Stored items from a collection
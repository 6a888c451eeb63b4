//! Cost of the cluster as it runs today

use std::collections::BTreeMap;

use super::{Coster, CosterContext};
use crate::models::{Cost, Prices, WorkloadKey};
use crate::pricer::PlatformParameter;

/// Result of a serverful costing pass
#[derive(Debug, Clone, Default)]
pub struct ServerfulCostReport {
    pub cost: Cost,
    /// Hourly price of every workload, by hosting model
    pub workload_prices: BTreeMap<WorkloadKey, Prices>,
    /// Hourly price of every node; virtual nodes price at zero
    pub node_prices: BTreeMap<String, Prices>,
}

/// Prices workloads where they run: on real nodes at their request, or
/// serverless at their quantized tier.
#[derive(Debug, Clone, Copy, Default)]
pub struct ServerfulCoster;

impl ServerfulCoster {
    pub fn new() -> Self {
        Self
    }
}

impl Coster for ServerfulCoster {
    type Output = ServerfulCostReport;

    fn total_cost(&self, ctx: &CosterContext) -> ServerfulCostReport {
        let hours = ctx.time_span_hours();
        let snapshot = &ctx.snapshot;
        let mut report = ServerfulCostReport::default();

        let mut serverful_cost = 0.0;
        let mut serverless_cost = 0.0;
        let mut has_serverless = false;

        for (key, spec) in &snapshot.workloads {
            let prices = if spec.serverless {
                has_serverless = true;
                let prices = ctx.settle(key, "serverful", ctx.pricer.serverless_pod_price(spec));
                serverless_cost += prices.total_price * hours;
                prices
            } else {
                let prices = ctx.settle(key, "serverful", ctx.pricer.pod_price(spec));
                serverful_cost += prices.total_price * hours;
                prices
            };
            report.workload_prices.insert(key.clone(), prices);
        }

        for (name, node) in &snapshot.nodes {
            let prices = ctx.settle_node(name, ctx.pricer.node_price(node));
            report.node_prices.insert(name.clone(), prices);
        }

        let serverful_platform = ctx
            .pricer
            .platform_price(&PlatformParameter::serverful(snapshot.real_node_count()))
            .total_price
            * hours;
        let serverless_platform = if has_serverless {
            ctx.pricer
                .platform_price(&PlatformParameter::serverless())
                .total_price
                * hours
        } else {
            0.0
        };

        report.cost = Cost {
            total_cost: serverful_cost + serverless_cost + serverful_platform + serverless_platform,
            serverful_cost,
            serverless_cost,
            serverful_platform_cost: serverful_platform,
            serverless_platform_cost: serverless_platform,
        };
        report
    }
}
---
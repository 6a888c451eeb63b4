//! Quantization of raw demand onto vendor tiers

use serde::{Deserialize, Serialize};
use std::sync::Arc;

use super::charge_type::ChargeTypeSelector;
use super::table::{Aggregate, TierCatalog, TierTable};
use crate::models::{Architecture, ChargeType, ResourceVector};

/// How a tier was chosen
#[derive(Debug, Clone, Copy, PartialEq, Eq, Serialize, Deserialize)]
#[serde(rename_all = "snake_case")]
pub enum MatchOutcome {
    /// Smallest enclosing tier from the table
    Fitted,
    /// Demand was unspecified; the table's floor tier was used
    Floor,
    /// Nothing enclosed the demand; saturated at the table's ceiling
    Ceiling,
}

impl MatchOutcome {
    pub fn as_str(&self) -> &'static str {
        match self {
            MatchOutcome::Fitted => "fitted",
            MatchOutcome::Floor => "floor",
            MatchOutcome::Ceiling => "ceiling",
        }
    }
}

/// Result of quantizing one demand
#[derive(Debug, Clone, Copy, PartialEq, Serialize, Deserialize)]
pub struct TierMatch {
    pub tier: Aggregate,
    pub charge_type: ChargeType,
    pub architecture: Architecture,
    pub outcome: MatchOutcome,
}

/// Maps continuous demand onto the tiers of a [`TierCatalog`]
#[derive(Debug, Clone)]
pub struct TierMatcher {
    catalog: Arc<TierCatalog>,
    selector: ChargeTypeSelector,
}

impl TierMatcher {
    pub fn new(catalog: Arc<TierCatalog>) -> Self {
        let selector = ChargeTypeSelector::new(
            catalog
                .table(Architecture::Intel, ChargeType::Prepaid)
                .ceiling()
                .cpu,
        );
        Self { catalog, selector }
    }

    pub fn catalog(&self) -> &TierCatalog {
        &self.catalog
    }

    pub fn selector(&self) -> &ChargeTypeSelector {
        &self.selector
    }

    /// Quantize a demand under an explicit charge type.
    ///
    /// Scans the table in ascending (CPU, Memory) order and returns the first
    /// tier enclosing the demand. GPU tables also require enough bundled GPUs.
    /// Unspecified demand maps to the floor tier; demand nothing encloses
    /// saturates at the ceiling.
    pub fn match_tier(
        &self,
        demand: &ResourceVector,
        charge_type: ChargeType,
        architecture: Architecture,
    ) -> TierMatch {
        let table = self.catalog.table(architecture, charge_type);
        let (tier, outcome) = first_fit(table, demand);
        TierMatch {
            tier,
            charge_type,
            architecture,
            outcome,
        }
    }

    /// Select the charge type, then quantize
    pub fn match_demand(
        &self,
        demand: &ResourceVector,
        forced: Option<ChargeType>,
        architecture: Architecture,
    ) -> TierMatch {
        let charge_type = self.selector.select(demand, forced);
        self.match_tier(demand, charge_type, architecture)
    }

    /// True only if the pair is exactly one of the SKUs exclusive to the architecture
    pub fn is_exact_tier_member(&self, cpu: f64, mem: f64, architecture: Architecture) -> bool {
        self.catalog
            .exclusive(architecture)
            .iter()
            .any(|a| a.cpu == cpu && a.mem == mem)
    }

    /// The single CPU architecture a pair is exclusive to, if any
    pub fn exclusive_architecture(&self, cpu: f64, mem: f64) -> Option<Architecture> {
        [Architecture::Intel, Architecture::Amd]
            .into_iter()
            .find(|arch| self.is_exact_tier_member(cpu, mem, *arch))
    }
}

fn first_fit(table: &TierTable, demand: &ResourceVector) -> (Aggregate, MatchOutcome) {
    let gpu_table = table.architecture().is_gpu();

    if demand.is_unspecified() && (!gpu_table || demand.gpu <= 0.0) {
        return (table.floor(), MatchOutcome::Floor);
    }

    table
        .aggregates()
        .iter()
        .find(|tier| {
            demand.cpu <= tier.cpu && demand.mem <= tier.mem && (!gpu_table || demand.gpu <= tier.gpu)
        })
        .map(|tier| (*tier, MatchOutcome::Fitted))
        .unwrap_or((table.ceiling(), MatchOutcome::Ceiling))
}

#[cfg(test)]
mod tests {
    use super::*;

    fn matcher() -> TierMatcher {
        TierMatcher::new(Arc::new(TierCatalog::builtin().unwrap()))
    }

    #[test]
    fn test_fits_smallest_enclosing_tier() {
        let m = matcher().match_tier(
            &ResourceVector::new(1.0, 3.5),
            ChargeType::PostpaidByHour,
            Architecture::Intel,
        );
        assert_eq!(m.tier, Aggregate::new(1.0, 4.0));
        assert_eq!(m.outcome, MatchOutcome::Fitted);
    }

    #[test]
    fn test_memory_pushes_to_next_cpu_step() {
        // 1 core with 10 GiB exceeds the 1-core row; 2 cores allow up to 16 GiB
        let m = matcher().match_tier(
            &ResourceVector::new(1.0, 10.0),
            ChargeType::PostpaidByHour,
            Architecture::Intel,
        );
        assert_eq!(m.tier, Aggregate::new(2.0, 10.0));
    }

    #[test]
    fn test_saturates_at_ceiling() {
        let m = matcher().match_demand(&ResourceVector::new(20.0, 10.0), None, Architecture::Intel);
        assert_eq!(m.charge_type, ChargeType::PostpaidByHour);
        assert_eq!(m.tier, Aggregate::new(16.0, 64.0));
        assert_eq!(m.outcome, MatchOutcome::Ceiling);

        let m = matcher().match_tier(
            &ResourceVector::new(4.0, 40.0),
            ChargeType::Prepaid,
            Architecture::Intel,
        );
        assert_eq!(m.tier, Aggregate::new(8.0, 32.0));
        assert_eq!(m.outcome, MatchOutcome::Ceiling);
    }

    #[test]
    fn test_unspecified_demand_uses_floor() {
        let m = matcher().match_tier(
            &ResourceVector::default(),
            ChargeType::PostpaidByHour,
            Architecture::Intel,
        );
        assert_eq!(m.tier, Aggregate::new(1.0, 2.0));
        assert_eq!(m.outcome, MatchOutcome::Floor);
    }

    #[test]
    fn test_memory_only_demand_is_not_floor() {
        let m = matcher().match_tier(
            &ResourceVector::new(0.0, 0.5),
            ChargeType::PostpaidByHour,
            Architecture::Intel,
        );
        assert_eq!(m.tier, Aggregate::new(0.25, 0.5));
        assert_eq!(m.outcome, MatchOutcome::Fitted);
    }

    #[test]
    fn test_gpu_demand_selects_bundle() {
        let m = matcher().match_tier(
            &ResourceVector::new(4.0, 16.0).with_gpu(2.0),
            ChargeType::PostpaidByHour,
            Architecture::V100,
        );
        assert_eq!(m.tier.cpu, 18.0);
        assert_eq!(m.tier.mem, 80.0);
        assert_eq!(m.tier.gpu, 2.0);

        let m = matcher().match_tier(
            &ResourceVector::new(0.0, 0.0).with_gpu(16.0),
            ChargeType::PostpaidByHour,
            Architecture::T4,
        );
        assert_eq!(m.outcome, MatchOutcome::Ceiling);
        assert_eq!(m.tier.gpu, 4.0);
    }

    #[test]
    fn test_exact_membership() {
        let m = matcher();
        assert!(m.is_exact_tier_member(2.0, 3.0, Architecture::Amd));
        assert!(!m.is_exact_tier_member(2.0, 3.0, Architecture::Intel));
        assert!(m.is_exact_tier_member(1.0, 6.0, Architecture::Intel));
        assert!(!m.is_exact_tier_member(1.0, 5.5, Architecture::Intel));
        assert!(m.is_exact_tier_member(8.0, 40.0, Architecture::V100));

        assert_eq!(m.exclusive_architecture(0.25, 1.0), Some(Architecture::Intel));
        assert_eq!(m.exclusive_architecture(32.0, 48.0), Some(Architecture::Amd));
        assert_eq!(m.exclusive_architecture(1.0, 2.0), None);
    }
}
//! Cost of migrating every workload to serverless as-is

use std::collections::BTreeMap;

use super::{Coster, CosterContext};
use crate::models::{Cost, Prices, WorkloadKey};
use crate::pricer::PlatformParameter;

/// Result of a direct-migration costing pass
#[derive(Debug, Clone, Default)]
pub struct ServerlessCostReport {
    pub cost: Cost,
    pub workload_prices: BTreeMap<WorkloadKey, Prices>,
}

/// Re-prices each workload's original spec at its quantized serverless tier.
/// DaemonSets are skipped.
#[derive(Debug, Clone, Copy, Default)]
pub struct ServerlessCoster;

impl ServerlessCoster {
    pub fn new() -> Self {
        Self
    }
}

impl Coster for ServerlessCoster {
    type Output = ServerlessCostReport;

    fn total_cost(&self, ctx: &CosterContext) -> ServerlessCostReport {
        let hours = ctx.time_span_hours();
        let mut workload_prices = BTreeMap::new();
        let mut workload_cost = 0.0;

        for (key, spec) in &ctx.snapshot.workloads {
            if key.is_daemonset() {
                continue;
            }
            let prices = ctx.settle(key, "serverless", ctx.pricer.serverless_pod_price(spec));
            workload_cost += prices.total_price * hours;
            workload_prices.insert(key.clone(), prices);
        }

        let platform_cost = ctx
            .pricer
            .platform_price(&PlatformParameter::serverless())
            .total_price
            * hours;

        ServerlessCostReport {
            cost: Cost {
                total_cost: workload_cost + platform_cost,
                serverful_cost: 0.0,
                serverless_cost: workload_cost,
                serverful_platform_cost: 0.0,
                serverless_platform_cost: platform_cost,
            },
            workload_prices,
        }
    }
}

Problem description: Only the lines above from the one with "pub fn as_str(&self)" up to and including the one with "pub fn catalog(&self)" should be repeated, exactly as written.

Exercise answer:
    pub fn as_str(&self) -> &'static str {
        match self {
            MatchOutcome::Fitted => "fitted",
            MatchOutcome::Floor => "floor",
            MatchOutcome::Ceiling => "ceiling",
        }
    }
}

/// Result of quantizing one demand
#[derive(Debug, Clone, Copy, PartialEq, Serialize, Deserialize)]
pub struct TierMatch {
    pub tier: Aggregate,
    pub charge_type: ChargeType,
    pub architecture: Architecture,
    pub outcome: MatchOutcome,
}

/// Maps continuous demand onto the tiers of a [`TierCatalog`]
#[derive(Debug, Clone)]
pub struct TierMatcher {
    catalog: Arc<TierCatalog>,
    selector: ChargeTypeSelector,
}

impl TierMatcher {
    pub fn new(catalog: Arc<TierCatalog>) -> Self {
        let selector = ChargeTypeSelector::new(
            catalog
                .table(Architecture::Intel, ChargeType::Prepaid)
                .ceiling()
                .cpu,
        );
        Self { catalog, selector }
    }

    pub fn catalog(&self) -> &TierCatalog {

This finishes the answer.